Seguraste a minha mão com firmeza e eu segui os teus passos, submissa, relembrando os motivos de todo aquele teatro de princesas, a aliança pesando toneladas no meu dedo fino, as lágrimas contidas na caixa do meu peito, guardadas para um dos raros momentos de solidão.
Atrás de mim, os arbustos riam e balançavam ao sabor do vento e o despojo da orquídea navegava de forma caótica, afundando por fim, sem hesitação, como uma consciência pesada.

Sem título

Quando a noite chega e preenche tudo à minha volta, questiono-me se as palavras ditas ficam guardadas no tempo e espaço em que aconteceram.
Poderei recuperá-las um dia? 
Ficarei para sempre impressionada com o facto de momentos que duraram minutos ou horas, poderem permanecer sedimentados na memória durante anos a fio, vívidos como quando ocorreram, doridos e emocionantes como um murro forte ou um beijo intenso.
Engulo em seco como naquele dia no parque de estacionamento, sinto o muro áspero onde me sentei e ouço o eco das palavras ditadas e assinadas.
Recordo o sabor salgado das lágrimas enquanto me deixava escorregar no banco do carro, olhos cravejados na água calma enquanto o sol desaparecia com os meus sonhos.
Embrulho-me com força na manta imaginária, enquanto relembro o frio gélido daquela manhã doirada, penetrante e cru como o final que antecipava.
Quando os recordo, dias intermináveis da minha vida, magoam menos do que quando surgem de forma imprevista, no inocente intervalo das tarefas quotidianas, manchando períodos de incólume tranquilidade.
Gostava de os guardar a todos em frascos rotulados, dispostos numa aberrante prateleira de recordações, num quarto para sempre trancado, longe da superfície da consciência. Gostava de parar este sabor agridoce na minha boca, a saudade que evoca, o lírico desejo de voltar atrás no tempo e transformar o choro em momentos felizes.
A distância que me separa de ti, memória vagarosa e linda, são 3 dias que parecem 3 eternidades. Peito rasgado a sangue frio, vontade de o deixar vazio até que os planetas se realinhem e tu regresses.
Posso voltar ao dia de hoje? Ao mês passado? Ao ano passado?
O novelo que me deixaste na mão permanece denso, insuportavelmente denso. Em vão, tentei desfiá-lo com os dedos gelados mas não sou capaz, preciso de ti e do teu calor vital para reencontrar a ponta solta.

A Vela

Não fiz até hoje outra coisa que não fosse acender toda e qualquer velinha que me pusessem à frente.
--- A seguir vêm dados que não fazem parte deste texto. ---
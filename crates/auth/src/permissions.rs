use std::borrow::Cow;

use serde::{Deserialize, Serialize};

use rolegate_core::{Entity, PermissionId};

/// Permission code: a stable string key identifying one grantable capability
/// (e.g. "bookings.create").
#[derive(Debug, Clone, PartialEq, Eq, Hash, Serialize, Deserialize)]
#[serde(transparent)]
pub struct PermissionCode(Cow<'static, str>);

impl PermissionCode {
    pub fn new(code: impl Into<Cow<'static, str>>) -> Self {
        Self(code.into())
    }

    pub fn as_str(&self) -> &str {
        &self.0
    }
}

impl core::fmt::Display for PermissionCode {
    fn fmt(&self, f: &mut core::fmt::Formatter<'_>) -> core::fmt::Result {
        f.write_str(&self.0)
    }
}

/// A permission record attached to a role.
///
/// A permission only grants anything while `is_active` is true; an inactive
/// entry is treated as absent even when it is present on a cached role.
#[derive(Debug, Clone, PartialEq, Eq, Serialize, Deserialize)]
#[serde(rename_all = "camelCase")]
pub struct Permission {
    pub id: PermissionId,
    pub code: PermissionCode,
    pub is_active: bool,
}

impl Permission {
    pub fn new(id: PermissionId, code: impl Into<Cow<'static, str>>, is_active: bool) -> Self {
        Self {
            id,
            code: PermissionCode::new(code),
            is_active,
        }
    }

    /// True iff this entry is active and carries `code`.
    pub fn grants(&self, code: &str) -> bool {
        self.is_active && self.code.as_str() == code
    }
}

impl Entity for Permission {
    type Id = PermissionId;

    fn id(&self) -> &Self::Id {
        &self.id
    }
}
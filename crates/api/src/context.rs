use rolegate_auth::Role;
use rolegate_core::IdentityId;

/// Principal context for a request (verified token subject + assigned roles).
#[derive(Debug, Clone, PartialEq, Eq)]
pub struct PrincipalContext {
    identity_id: IdentityId,
    roles: Vec<Role>,
}

impl PrincipalContext {
    pub fn new(identity_id: IdentityId, roles: Vec<Role>) -> Self {
        Self { identity_id, roles }
    }

    pub fn identity_id(&self) -> &IdentityId {
        &self.identity_id
    }

    pub fn roles(&self) -> &[Role] {
        &self.roles
    }

    /// An assigned, active role with the given id.
    pub fn assigned_role(&self, role_id: &str) -> Option<&Role> {
        self.roles
            .iter()
            .find(|role| role.is_active && role.id.as_str() == role_id)
    }
}

/// The role the client is acting as, after it was checked against the
/// principal's assignments. Absent when the client sent no `X-Active-Role`.
#[derive(Debug, Clone, PartialEq, Eq)]
pub struct ActiveRoleContext {
    role: Role,
}

impl ActiveRoleContext {
    pub fn new(role: Role) -> Self {
        Self { role }
    }

    pub fn role(&self) -> &Role {
        &self.role
    }
}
Com parcimónia, dedicação e até alguma condescendência fiz luz no mais escuro breu, usando o mais desengonçado pedaço de cera. 

Pacientemente, sem apressar o normal curso das coisas, aguardei, uma e outra vez, que o pavio se esgotasse, malditas velas sempre finitas, e nada mais restasse além de uma ruína de cera sólida, grosseiramente oval e totalmente irrecuperável.

No escuro, nem me dava ao trabalho de limpar estes sucessivos vestígios do fracasso da combustão, pelo que, cada vez que nova vela surgia, ainda o cadáver da anterior lhe servia de apoio, no agoiro de um triste e repetitivo fim.

Eventualmente, cansam-se as mãos e a alma e a cabeça de levar a cabo tarefa tão ingrata. Vão as velas todas para o lixo e compro um candeeiro.

Colisão

Colidimos os dois numa espiral absurda e surpreendente.

Em câmara lenta, o novelo que vinha enrolando há vários dias desvelou-se e caiu no chão, revelando a minha alma nua, num desconcertante grito gutural.

Não sei quanto tempo passou, nem sei se há mais novelos para desvendar, mas fico para já aconchegada neste espaço da minha memória, galgando etapas de reconhecimento interno, regozijando uma e outra vez com a aparição deste dia.
A manhã trará o mar e o som das ondas e talvez tudo se apague, na espuma salgada das horas, sem deixar rasto. Quem sabe, a aparição persiste e se transforma numa escadaria sem tempo, infinita, rumo à nuvem mais alta da condição humana.